**Exercise requirements**: Wherever a line of the data contains "empty", copy that line.
□ □ □ □
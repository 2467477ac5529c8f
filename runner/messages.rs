// Copyright 2026 the user-code runner authors. MIT license.

//! Per-code rewriting of compiler message text. Chained sub-messages are
//! rewritten recursively and joined depth-first, each level indented two
//! spaces. A registered rewriter returning `None` means the code was
//! claimed but the message shape was not understood, which is an
//! inconsistency in the embedding, not in user code.

use std::collections::HashMap;

use user_code_core::MessageChain;
use user_code_core::MessageText;

use crate::errors::HostError;

pub type MessageMapper = Box<dyn Fn(&str) -> Option<String> + Send + Sync>;

pub struct MessageMappers {
  table: HashMap<u32, MessageMapper>,
}

impl MessageMappers {
  /// An empty table: every message passes through unchanged.
  pub fn empty() -> Self {
    Self {
      table: HashMap::new(),
    }
  }

  pub fn register(&mut self, code: u32, mapper: MessageMapper) {
    self.table.insert(code, mapper);
  }

  fn apply(&self, code: u32, text: &str) -> Result<String, HostError> {
    match self.table.get(&code) {
      None => Ok(text.to_string()),
      Some(mapper) => {
        mapper(text).ok_or_else(|| HostError::UnhandledMessageShape {
          code,
          text: text.to_string(),
        })
      }
    }
  }

  /// Rewrites a diagnostic message. Plain text is rewritten under the
  /// diagnostic's own code; each chain node under its own.
  pub fn render(&self, code: u32, message: &MessageText) -> Result<String, HostError> {
    match message {
      MessageText::Simple(text) => self.apply(code, text),
      MessageText::Chain(chain) => {
        let mut out = String::new();
        self.render_chain(chain, 0, &mut out)?;
        Ok(out)
      }
    }
  }

  fn render_chain(
    &self,
    chain: &MessageChain,
    depth: usize,
    out: &mut String,
  ) -> Result<(), HostError> {
    if depth > 0 {
      out.push('\n');
    }
    for _ in 0..depth {
      out.push_str("  ");
    }
    out.push_str(&self.apply(chain.code, &chain.message_text)?);
    for next in &chain.next {
      self.render_chain(next, depth + 1, out)?;
    }
    Ok(())
  }
}

impl Default for MessageMappers {
  /// The stock table: code 2792 loses its module-resolution suggestion
  /// tail, which talks about compiler settings the user cannot change.
  fn default() -> Self {
    let mut mappers = Self::empty();
    mappers.register(2792, Box::new(strip_module_resolution_suggestion));
    mappers
  }
}

fn strip_module_resolution_suggestion(text: &str) -> Option<String> {
  if !text.starts_with("Cannot find module") {
    return None;
  }
  match text.find(". Did you mean to set") {
    Some(idx) => Some(format!("{}.", &text[..idx])),
    None => Some(text.to_string()),
  }
}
□ □ □ □
**Solved problem**:
  /// An empty table: every message passes through unchanged.
  pub fn empty() -> Self {
    let mut mappers = Self::empty();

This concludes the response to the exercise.